Urocolpos is the distension of the vaginal vault with urine. It can be obstructive or non-obstructive. Non-obstructive urocolpos occurs secondary to VVR, cerebral palsy, and spastic pelvic floor muscles. Obstructive urocolpos occurs secondary to anatomical abnormalities like vaginal septum, labial adhesions, ectopic ureteral insertion, or duplicated ureter.[1]

Urocolpos secondary to VVR is considered a behavioral abnormality usually encountered in prepubertal and adolescent girls. The condition may resolve in adulthood, explained by the descent of the urinary bladder and anatomical correction of the vesico-urethral angle [2].
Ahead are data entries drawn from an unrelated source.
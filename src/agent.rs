//! Agents, version families and the registry built from artifact file names.
//!
//! Agent artifacts follow the naming convention `AI<Name>[_<Version>[_<Description>]].<ext>`
//! where `<ext>` is either the source extension (`cc`) or the compiled one (`o`). Anything else
//! found in the working directory is ignored.

use std::collections::HashMap;
use std::fmt::Display;
use std::path::Path;

use tracing::{info, instrument, trace};

use crate::descriptor::Descriptor;
use crate::error::{DojoError, Result};

/// File name prefix shared by every agent artifact.
pub const AI_PREFIX: &str = "AI";
/// Extension of editable agent sources.
pub const SOURCE_EXTENSION: &str = "cc";
/// Extension of compiled agent objects.
pub const OBJECT_EXTENSION: &str = "o";

/// True if `file_name` follows the agent artifact convention.
pub fn is_ai_file(file_name: &str) -> bool {
    file_name.starts_with(AI_PREFIX)
        && (has_extension(file_name, SOURCE_EXTENSION) || has_extension(file_name, OBJECT_EXTENSION))
}

fn has_extension(file_name: &str, extension: &str) -> bool {
    file_name
        .rsplit_once('.')
        .is_some_and(|(_, ext)| ext == extension)
}

/// Index of an agent inside its [`Registry`].
#[derive(Debug, Clone, Copy, PartialEq, Eq, Hash)]
pub struct AgentId(usize);

/// Index of a family inside its [`Registry`].
#[derive(Debug, Clone, Copy, PartialEq, Eq, Hash)]
pub struct FamilyId(usize);

/// One versioned game-playing program.
#[derive(Debug, Clone, PartialEq, Eq)]
pub struct Agent {
    /// Family name.
    pub name: String,
    /// Version number, 0 for the unversioned first agent of the family.
    pub version: u32,
    /// Free-text description taken from the file name, possibly empty.
    pub description: String,
    /// Canonical artifact file name (the source form when one exists).
    pub source_file: String,
    family: FamilyId,
}

impl Agent {
    /// Identifier the game executable knows this agent by: `Name` for version 0, `Name_Version`
    /// otherwise.
    pub fn player_name(&self) -> String {
        if self.version == 0 {
            self.name.clone()
        } else {
            format!("{}_{}", self.name, self.version)
        }
    }

    /// Descriptor selecting exactly this agent.
    pub fn descriptor(&self) -> Descriptor {
        Descriptor::exact(&self.name, self.version)
    }

    /// Whether the canonical artifact is an editable source file.
    pub fn has_source(&self) -> bool {
        has_extension(&self.source_file, SOURCE_EXTENSION)
    }

    /// Family this agent belongs to.
    pub fn family_id(&self) -> FamilyId {
        self.family
    }
}

impl Display for Agent {
    fn fmt(&self, f: &mut std::fmt::Formatter<'_>) -> std::fmt::Result {
        write!(f, "{}:{}", self.name, self.version)
    }
}

/// Every known version of one agent name.
#[derive(Debug, Clone, PartialEq, Eq)]
pub struct Family {
    name: String,
    members: Vec<AgentId>,
    last: Option<(AgentId, u32)>,
}

impl Family {
    /// Creates an empty family.
    pub fn new(name: &str) -> Family {
        Family {
            name: name.to_owned(),
            members: vec![],
            last: None,
        }
    }

    /// Adds a member, keeping track of the highest version seen so far.
    pub fn add(&mut self, id: AgentId, version: u32) {
        self.members.push(id);
        match self.last {
            Some((_, last)) if last >= version => {}
            _ => self.last = Some((id, version)),
        }
    }

    /// Family name.
    pub fn name(&self) -> &str {
        &self.name
    }

    /// Members in discovery order.
    pub fn members(&self) -> &[AgentId] {
        &self.members
    }

    /// Highest version among the members (0 for an empty family).
    pub fn last_version(&self) -> u32 {
        self.last.map_or(0, |(_, version)| version)
    }

    /// Member holding the highest version.
    pub fn last_agent(&self) -> Option<AgentId> {
        self.last.map(|(id, _)| id)
    }
}

/// The universe of known agents, grouped into families.
#[derive(Debug, Clone, Default)]
pub struct Registry {
    agents: Vec<Agent>,
    families: Vec<Family>,
    family_by_name: HashMap<String, FamilyId>,
    by_identity: HashMap<(String, u32), AgentId>,
}

impl Registry {
    /// Builds the registry from a list of file names. Names not following the artifact
    /// convention are skipped.
    ///
    /// When the same `(name, version)` shows up both as an object and as a source, the source
    /// file name is kept.
    pub fn from_file_names<I, S>(file_names: I) -> Registry
    where
        I: IntoIterator<Item = S>,
        S: AsRef<str>,
    {
        let mut registry = Registry::default();
        for file_name in file_names {
            registry.insert_file(file_name.as_ref());
        }
        registry
    }

    /// Builds the registry from the entries of `dir`.
    #[instrument]
    pub fn scan(dir: &Path) -> Result<Registry> {
        let mut file_names = vec![];
        for entry in std::fs::read_dir(dir)? {
            let entry = entry?;
            if let Ok(name) = entry.file_name().into_string() {
                file_names.push(name);
            }
        }
        let registry = Registry::from_file_names(file_names);
        info!(agents = registry.agents.len(), families = registry.families.len());
        Ok(registry)
    }

    fn insert_file(&mut self, file_name: &str) {
        if !is_ai_file(file_name) {
            return;
        }

        let stem = file_name.split('.').next().unwrap_or_default();
        let mut fields = stem[AI_PREFIX.len()..].splitn(3, '_');
        let name = fields.next().unwrap_or_default();
        if name.is_empty() {
            trace!("skipping nameless artifact {file_name}");
            return;
        }
        let version = fields.next().map_or(0, |v| v.parse().unwrap_or(0));
        let description = fields.next().unwrap_or_default();

        let identity = (name.to_owned(), version);
        if let Some(&AgentId(existing)) = self.by_identity.get(&identity) {
            if has_extension(file_name, SOURCE_EXTENSION) {
                self.agents[existing].source_file = file_name.to_owned();
            }
            return;
        }

        let family = match self.family_by_name.get(name) {
            Some(&family) => family,
            None => {
                let family = FamilyId(self.families.len());
                self.families.push(Family::new(name));
                self.family_by_name.insert(name.to_owned(), family);
                family
            }
        };

        let id = AgentId(self.agents.len());
        self.agents.push(Agent {
            name: name.to_owned(),
            version,
            description: description.to_owned(),
            source_file: file_name.to_owned(),
            family,
        });
        self.families[family.0].add(id, version);
        self.by_identity.insert(identity, id);
        trace!("found agent {name}:{version} in {file_name}");
    }

    /// Agents in discovery order.
    pub fn agents(&self) -> &[Agent] {
        &self.agents
    }

    /// Agent by id.
    pub fn agent(&self, id: AgentId) -> &Agent {
        &self.agents[id.0]
    }

    /// Family of `agent`.
    pub fn family(&self, agent: &Agent) -> &Family {
        &self.families[agent.family.0]
    }

    /// Family called `name`, if any agent carries that name.
    pub fn family_named(&self, name: &str) -> Option<&Family> {
        self.family_by_name.get(name).map(|id| &self.families[id.0])
    }

    /// True if `agent` holds the highest version of its family.
    pub fn is_last_version(&self, agent: &Agent) -> bool {
        self.family(agent).last_version() == agent.version
    }

    /// Descriptor test, resolving relative bounds against the agent's family as it is now.
    pub fn matches(&self, agent: &Agent, descriptor: &Descriptor) -> bool {
        descriptor.matches(&agent.name, agent.version, self.family(agent).last_version())
    }

    /// True if any of `descriptors` selects `agent`.
    pub fn matches_any(&self, agent: &Agent, descriptors: &[Descriptor]) -> bool {
        descriptors.iter().any(|d| self.matches(agent, d))
    }

    /// Agents selected by any of `descriptors` (every agent when there are none), sorted by
    /// name ascending then version descending.
    pub fn list(&self, descriptors: &[Descriptor]) -> Vec<&Agent> {
        let mut agents: Vec<&Agent> = self
            .agents
            .iter()
            .filter(|agent| descriptors.is_empty() || self.matches_any(agent, descriptors))
            .collect();
        agents.sort_by(|a, b| a.name.cmp(&b.name).then(b.version.cmp(&a.version)));
        agents
    }

    /// First agent in presentation order matching any of `descriptors`.
    pub fn lookup_first(&self, descriptors: &[Descriptor]) -> Result<&Agent> {
        self.list(descriptors)
            .into_iter()
            .next()
            .ok_or_else(|| DojoError::NotFound {
                descriptor: descriptors
                    .iter()
                    .map(|d| d.name.as_str())
                    .collect::<Vec<_>>()
                    .join(", "),
            })
    }
}

#[cfg(test)]
mod tests {
    use super::*;

    fn albert_registry() -> Registry {
        Registry::from_file_names([
            "AIAlbert.cc",
            "AIAlbert_1.cc",
            "AIAlbert_2_avoid_enemy.cc",
            "AIAlbert_3.cc",
            "AIDemo.cc",
            "AIDummy.o",
        ])
    }

    fn find<'a>(registry: &'a Registry, name: &str, version: u32) -> &'a Agent {
        registry
            .agents()
            .iter()
            .find(|a| a.name == name && a.version == version)
            .unwrap()
    }

    #[test]
    fn recognizes_artifacts() {
        assert!(is_ai_file("AIDemo.cc"));
        assert!(is_ai_file("AIDemo_3_fast.o"));
        assert!(!is_ai_file("board.cc"));
        assert!(!is_ai_file("AIDemo.h"));
        assert!(!is_ai_file("api.pdf"));
    }

    #[test]
    fn builds_agents_from_file_names() {
        let registry = Registry::from_file_names([
            "api.pdf",
            "AICancellara.cc",
            "board.cc",
            "AIDemo_1.cc",
            "AICancellara_1.cc",
            "AIAlbert_3_description.cc",
        ]);

        let found: Vec<_> = registry
            .agents()
            .iter()
            .map(|a| {
                (
                    a.name.as_str(),
                    a.version,
                    a.description.as_str(),
                    a.source_file.as_str(),
                    registry.family(a).name(),
                    registry.family(a).last_version(),
                )
            })
            .collect();

        assert_eq!(
            found,
            vec![
                ("Cancellara", 0, "", "AICancellara.cc", "Cancellara", 1),
                ("Demo", 1, "", "AIDemo_1.cc", "Demo", 1),
                ("Cancellara", 1, "", "AICancellara_1.cc", "Cancellara", 1),
                ("Albert", 3, "description", "AIAlbert_3_description.cc", "Albert", 3),
            ]
        );
    }

    #[test]
    fn source_form_wins_on_duplicates() {
        for names in [["AIFoo.cc", "AIFoo.o"], ["AIFoo.o", "AIFoo.cc"]] {
            let registry = Registry::from_file_names(names);
            assert_eq!(registry.agents().len(), 1);
            let foo = &registry.agents()[0];
            assert_eq!((foo.name.as_str(), foo.version), ("Foo", 0));
            assert_eq!(foo.source_file, "AIFoo.cc");
            assert!(foo.has_source());
        }
    }

    #[test]
    fn description_keeps_underscores() {
        let registry = albert_registry();
        assert_eq!(find(&registry, "Albert", 2).description, "avoid_enemy");
    }

    #[test]
    fn family_tracks_last_version() {
        let mut family = Family::new("Albert");
        let mut max = 0;
        for (i, version) in [2, 0, 5, 3, 5, 1].into_iter().enumerate() {
            family.add(AgentId(i), version);
            max = max.max(version);
            assert_eq!(family.last_version(), max);
        }
        assert_eq!(family.last_agent(), Some(AgentId(2)));
        assert_eq!(family.members().len(), 6);
    }

    #[test]
    fn matches_descriptors() {
        let registry = albert_registry();
        let albert0 = find(&registry, "Albert", 0);
        let albert2 = find(&registry, "Albert", 2);
        let albert3 = find(&registry, "Albert", 3);
        let demo = find(&registry, "Demo", 0);

        let cases = [
            (albert0, "Albert", false),
            (albert0, "Albert:0", true),
            (albert0, "Albert:-4", true),
            (albert0, "Albert:", true),
            (albert0, "Albert:0..3", true),
            (albert0, "Albert:1..3", false),
            (albert0, "Albert:0..1", true),
            (albert0, "Albert:0..", true),
            (albert0, "Albert:..", true),
            (albert3, "Albert", true),
            (albert3, "Albert:-1", true),
            (albert2, "Albert", false),
            (albert2, "Albert:-2", true),
            (albert2, "Albert:..-2", true),
            (demo, "Demo:", true),
            (demo, "Demo", true),
            (demo, "Albert:", false),
        ];

        for (agent, descriptor, expected) in cases {
            assert_eq!(
                registry.matches_any(agent, &[Descriptor::parse(descriptor)]),
                expected,
                "{agent} against {descriptor}"
            );
        }
    }

    #[test]
    fn relative_bounds_resolve_per_family() {
        let registry = Registry::from_file_names(["AIA.cc", "AIA_1.cc", "AIB.cc", "AIB_1.cc", "AIB_2.cc"]);
        let previous = [Descriptor::parse("A:-2"), Descriptor::parse("B:-2")];
        let selected: Vec<_> = registry.list(&previous).iter().map(|a| a.to_string()).collect();
        assert_eq!(selected, vec!["A:0", "B:1"]);
    }

    #[test]
    fn lists_in_presentation_order() {
        let registry = albert_registry();
        let listed: Vec<_> = registry.list(&[]).iter().map(|a| a.to_string()).collect();
        assert_eq!(
            listed,
            vec!["Albert:3", "Albert:2", "Albert:1", "Albert:0", "Demo:0", "Dummy:0"]
        );
    }

    #[test]
    fn lookup_first_picks_latest() {
        let registry = albert_registry();
        let agent = registry.lookup_first(&[Descriptor::parse("Albert:")]).unwrap();
        assert_eq!(agent.player_name(), "Albert_3");
        assert!(registry.is_last_version(agent));
    }

    #[test]
    fn lookup_first_reports_missing_name() {
        let registry = albert_registry();
        let err = registry.lookup_first(&[Descriptor::parse("Ghost:2")]).unwrap_err();
        assert!(matches!(err, DojoError::NotFound { ref descriptor } if descriptor == "Ghost"));
    }

    #[test]
    fn player_names() {
        let registry = albert_registry();
        assert_eq!(find(&registry, "Albert", 0).player_name(), "Albert");
        assert_eq!(find(&registry, "Albert", 2).player_name(), "Albert_2");
        assert!(!find(&registry, "Dummy", 0).has_source());
    }
}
Usually, these patients are asymptomatic, and hence the condition may be incidentally detected. Asymptomatic bacteriuria is common in them. In symptomatic patients, they may present with dysuria, nocturia, and post-void dribbling of urine. In our case, the patient had no urinary complaints; instead, the patient present with primary infertility and post-coital bleeding. The infertility could be partly attributed to PCOD and the urocolpos, as the urine-mixed semen would be eliminated each time the patient voids. The postcoital bleeding could be attributed to the extensive inflammation and erosions over the ectocervix secondary to irritation by urine.

Radiology plays a key role in the diagnosis of this condition as well as distinguishing obstructive from non-obstructive urocolpos. First line imaging modality is a pelvic ultrasound. A fluid collection in the vagina that disappears after micturition, in the absence of other structural abnormalities, is diagnostic of VVR with non-obstructive urocolpos[1]. CT and MRI are performed to rule out structural abnormalities and to rule out obstructive urocolpos, since the management differs.

Voiding cystourethrogram demonstrates the retrograde filling of the vaginal vault during the early voiding phase to empty completely or sub-totally in the late voiding phase. [3]

Diagnostic cystoscopy and vaginoscopy may be done to rule out vesico-vaginal fistulas.
Differential diagnosis includes hydrocolpos, urinary bladder diverticulum, and mirror image artifacts.[4]
Treatment of this condition largely revolves around behavioral therapy. In the case of infertile females, assisted reproductive technology (ART) with intra-uterine insemination (IUI) may be offered.

Transient urocolpos secondary to VVR is a functional condition and is a rare cause of infertility. Imaging plays an important role in its diagnosis and to guide further management. Its intermittent nature may stun an unsuspecting sonologist/radiologist, hence knowledge of this entity is important.